1 October 2022 – 30 September 2025

This project will research ways to preserve cultural heritage using environmentally friendly ‘green’ sustainable materials.

Cultural heritage is a crucial societal and economic resource: it improves wellbeing, encourages inclusivity and job creation, and promotes resilience of our society against the emerging issues of the twenty-first century, economic crisis and social alienation.

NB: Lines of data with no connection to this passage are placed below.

//! In-memory surface that records everything sent through it

use super::{ChatSurface, Controls, DeliveryError, MessageId};
use async_trait::async_trait;
use std::collections::HashSet;
use std::path::{Path, PathBuf};
use std::sync::Mutex;

/// One interaction with a [`MemorySurface`]
#[derive(Debug, Clone, PartialEq, Eq)]
pub enum SurfaceEvent {
    Sent {
        id: MessageId,
        content: String,
        controls: Option<Controls>,
    },
    Edited {
        id: MessageId,
        content: String,
        controls: Option<Controls>,
    },
    Uploaded {
        caption: String,
        path: PathBuf,
        /// File contents at upload time
        contents: Vec<u8>,
    },
}

#[derive(Default)]
struct State {
    events: Vec<SurfaceEvent>,
    next_id: u64,
    gone: HashSet<MessageId>,
}

/// Surface that keeps every event in memory.
///
/// Used to embed the pipeline without a platform and by the test suites.
pub struct MemorySurface {
    limit: usize,
    fail_uploads: bool,
    state: Mutex<State>,
}

impl MemorySurface {
    pub fn new() -> Self {
        Self::with_limit(2000)
    }

    pub fn with_limit(limit: usize) -> Self {
        Self {
            limit,
            fail_uploads: false,
            state: Mutex::new(State::default()),
        }
    }

    /// Make every upload fail
    pub fn failing_uploads(mut self) -> Self {
        self.fail_uploads = true;
        self
    }

    /// Pretend the message was deleted on the platform
    pub fn remove_message(&self, id: MessageId) {
        self.lock().gone.insert(id);
    }

    pub fn events(&self) -> Vec<SurfaceEvent> {
        self.lock().events.clone()
    }

    /// Contents of every sent message, in order
    pub fn sent(&self) -> Vec<String> {
        self.events()
            .into_iter()
            .filter_map(|e| match e {
                SurfaceEvent::Sent { content, .. } => Some(content),
                _ => None,
            })
            .collect()
    }

    /// `(content, controls)` of every edit, in order
    pub fn edits(&self) -> Vec<(String, Option<Controls>)> {
        self.events()
            .into_iter()
            .filter_map(|e| match e {
                SurfaceEvent::Edited {
                    content, controls, ..
                } => Some((content, controls)),
                _ => None,
            })
            .collect()
    }

    /// `(caption, path, contents)` of every upload, in order
    pub fn uploads(&self) -> Vec<(String, PathBuf, Vec<u8>)> {
        self.events()
            .into_iter()
            .filter_map(|e| match e {
                SurfaceEvent::Uploaded {
                    caption,
                    path,
                    contents,
                } => Some((caption, path, contents)),
                _ => None,
            })
            .collect()
    }

    fn lock(&self) -> std::sync::MutexGuard<'_, State> {
        self.state.lock().unwrap_or_else(|poisoned| poisoned.into_inner())
    }
}

impl Default for MemorySurface {
    fn default() -> Self {
        Self::new()
    }
}

#[async_trait]
impl ChatSurface for MemorySurface {
    async fn send(
        &self,
        content: &str,
        controls: Option<Controls>,
    ) -> Result<MessageId, DeliveryError> {
        let len = content.chars().count();
        if len > self.limit {
            return Err(DeliveryError::TooLong {
                len,
                limit: self.limit,
            });
        }

        let mut state = self.lock();
        state.next_id += 1;
        let id = MessageId(state.next_id);
        state.events.push(SurfaceEvent::Sent {
            id,
            content: content.to_string(),
            controls,
        });
        Ok(id)
    }

    async fn edit(
        &self,
        id: MessageId,
        content: &str,
        controls: Option<Controls>,
    ) -> Result<(), DeliveryError> {
        let mut state = self.lock();
        if state.gone.contains(&id) || id.0 == 0 || id.0 > state.next_id {
            return Err(DeliveryError::MessageGone(id));
        }
        state.events.push(SurfaceEvent::Edited {
            id,
            content: content.to_string(),
            controls,
        });
        Ok(())
    }

    async fn upload(&self, caption: &str, path: &Path) -> Result<(), DeliveryError> {
        if self.fail_uploads {
            return Err(DeliveryError::Platform("uploads are disabled".to_string()));
        }

        let contents = tokio::fs::read(path)
            .await
            .map_err(|source| DeliveryError::Upload {
                path: path.to_path_buf(),
                source,
            })?;
        self.lock().events.push(SurfaceEvent::Uploaded {
            caption: caption.to_string(),
            path: path.to_path_buf(),
            contents,
        });
        Ok(())
    }

    fn message_limit(&self) -> usize {
        self.limit
    }
}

To safeguard this, our cultural heritage assets, such as artworks, need to be maintained, well preserved and accessible, counteracting degradation processes that are often enhanced by unfavourable environmental conditions and climate change.

Project aims

GREENART is an international, multidisciplinary partnership of twenty-eight collaborating institutions. Its main objective is to produce safe, appropriate and effective solutions for the remedial and preventive conservation of cultural heritage, based on environmentally friendly and low-impact materials made from renewable natural sources or recycled waste.

One of the key aims of the project is to make the research, novel materials and knowledge developed in GREENART accessible to the scientific and art conservation communities, industry and civil society through the involvement of citizens and cultural partners.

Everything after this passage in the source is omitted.